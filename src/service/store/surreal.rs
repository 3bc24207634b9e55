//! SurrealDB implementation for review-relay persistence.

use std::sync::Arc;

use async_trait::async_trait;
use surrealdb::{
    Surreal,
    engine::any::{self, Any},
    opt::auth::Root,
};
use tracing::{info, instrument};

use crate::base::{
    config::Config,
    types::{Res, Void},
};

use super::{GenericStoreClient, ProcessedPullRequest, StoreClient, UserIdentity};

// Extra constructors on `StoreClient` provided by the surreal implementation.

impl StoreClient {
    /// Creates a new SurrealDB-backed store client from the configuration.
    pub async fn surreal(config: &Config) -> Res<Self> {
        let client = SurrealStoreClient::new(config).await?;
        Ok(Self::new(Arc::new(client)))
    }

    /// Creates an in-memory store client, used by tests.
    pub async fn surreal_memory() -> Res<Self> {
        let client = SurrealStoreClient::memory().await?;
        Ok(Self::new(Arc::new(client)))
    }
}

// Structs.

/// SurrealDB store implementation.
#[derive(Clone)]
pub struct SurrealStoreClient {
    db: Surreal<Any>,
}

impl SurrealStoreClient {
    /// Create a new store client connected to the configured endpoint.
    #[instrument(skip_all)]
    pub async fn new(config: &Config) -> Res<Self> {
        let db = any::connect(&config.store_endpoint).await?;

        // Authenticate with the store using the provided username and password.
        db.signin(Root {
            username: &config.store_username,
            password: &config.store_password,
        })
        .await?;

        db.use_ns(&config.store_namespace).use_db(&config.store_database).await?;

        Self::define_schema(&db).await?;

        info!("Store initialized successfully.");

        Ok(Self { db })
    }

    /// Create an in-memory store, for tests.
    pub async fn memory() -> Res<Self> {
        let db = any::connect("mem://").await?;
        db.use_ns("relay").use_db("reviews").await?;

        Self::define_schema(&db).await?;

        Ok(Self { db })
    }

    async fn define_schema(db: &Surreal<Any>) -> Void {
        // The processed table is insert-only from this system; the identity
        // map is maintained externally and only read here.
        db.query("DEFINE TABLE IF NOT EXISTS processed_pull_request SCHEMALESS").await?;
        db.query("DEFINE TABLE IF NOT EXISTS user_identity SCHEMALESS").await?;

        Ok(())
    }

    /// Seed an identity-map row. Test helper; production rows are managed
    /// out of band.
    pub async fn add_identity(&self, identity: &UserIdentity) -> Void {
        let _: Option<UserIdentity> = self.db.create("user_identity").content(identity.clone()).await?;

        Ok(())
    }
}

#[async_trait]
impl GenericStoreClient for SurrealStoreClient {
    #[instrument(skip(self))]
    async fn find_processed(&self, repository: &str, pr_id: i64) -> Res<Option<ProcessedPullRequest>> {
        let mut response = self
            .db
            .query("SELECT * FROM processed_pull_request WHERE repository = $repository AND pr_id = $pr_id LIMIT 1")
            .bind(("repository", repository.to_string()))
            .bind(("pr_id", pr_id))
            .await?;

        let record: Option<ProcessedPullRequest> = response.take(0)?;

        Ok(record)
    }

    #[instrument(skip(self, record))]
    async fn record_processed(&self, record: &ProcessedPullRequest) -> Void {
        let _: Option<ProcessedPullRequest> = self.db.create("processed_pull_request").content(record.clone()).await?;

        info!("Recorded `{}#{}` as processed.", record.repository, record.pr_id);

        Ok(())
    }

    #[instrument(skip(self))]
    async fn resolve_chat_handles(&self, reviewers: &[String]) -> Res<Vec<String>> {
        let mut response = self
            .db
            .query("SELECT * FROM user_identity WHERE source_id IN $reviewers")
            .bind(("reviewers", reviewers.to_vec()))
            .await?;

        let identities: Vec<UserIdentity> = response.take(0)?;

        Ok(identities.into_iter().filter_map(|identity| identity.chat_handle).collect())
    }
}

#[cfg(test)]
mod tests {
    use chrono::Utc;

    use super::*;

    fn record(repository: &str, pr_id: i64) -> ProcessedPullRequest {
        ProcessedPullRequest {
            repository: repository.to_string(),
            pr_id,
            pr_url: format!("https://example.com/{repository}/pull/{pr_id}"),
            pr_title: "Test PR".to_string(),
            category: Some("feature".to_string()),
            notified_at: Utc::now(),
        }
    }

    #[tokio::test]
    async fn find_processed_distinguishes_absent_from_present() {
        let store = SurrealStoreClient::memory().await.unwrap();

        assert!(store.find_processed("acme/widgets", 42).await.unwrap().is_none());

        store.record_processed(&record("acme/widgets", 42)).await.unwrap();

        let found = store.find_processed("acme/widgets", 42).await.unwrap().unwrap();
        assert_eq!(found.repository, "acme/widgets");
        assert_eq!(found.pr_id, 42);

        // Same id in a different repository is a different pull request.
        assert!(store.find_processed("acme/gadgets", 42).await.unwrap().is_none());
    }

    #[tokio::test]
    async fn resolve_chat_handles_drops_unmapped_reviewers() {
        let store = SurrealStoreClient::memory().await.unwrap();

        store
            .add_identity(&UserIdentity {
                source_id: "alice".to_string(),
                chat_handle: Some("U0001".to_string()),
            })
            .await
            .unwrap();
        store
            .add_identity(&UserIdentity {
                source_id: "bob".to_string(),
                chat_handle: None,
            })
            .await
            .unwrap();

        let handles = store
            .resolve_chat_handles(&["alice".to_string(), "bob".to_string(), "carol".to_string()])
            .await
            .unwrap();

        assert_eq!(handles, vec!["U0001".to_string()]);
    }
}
※ ※ ※
Throughout the material above, find each line with "response" and return it.

▶ REPLY TO THE EXERCISE:
        let mut response = self
        let record: Option<ProcessedPullRequest> = response.take(0)?;
        let mut response = self
        let identities: Vec<UserIdentity> = response.take(0)?;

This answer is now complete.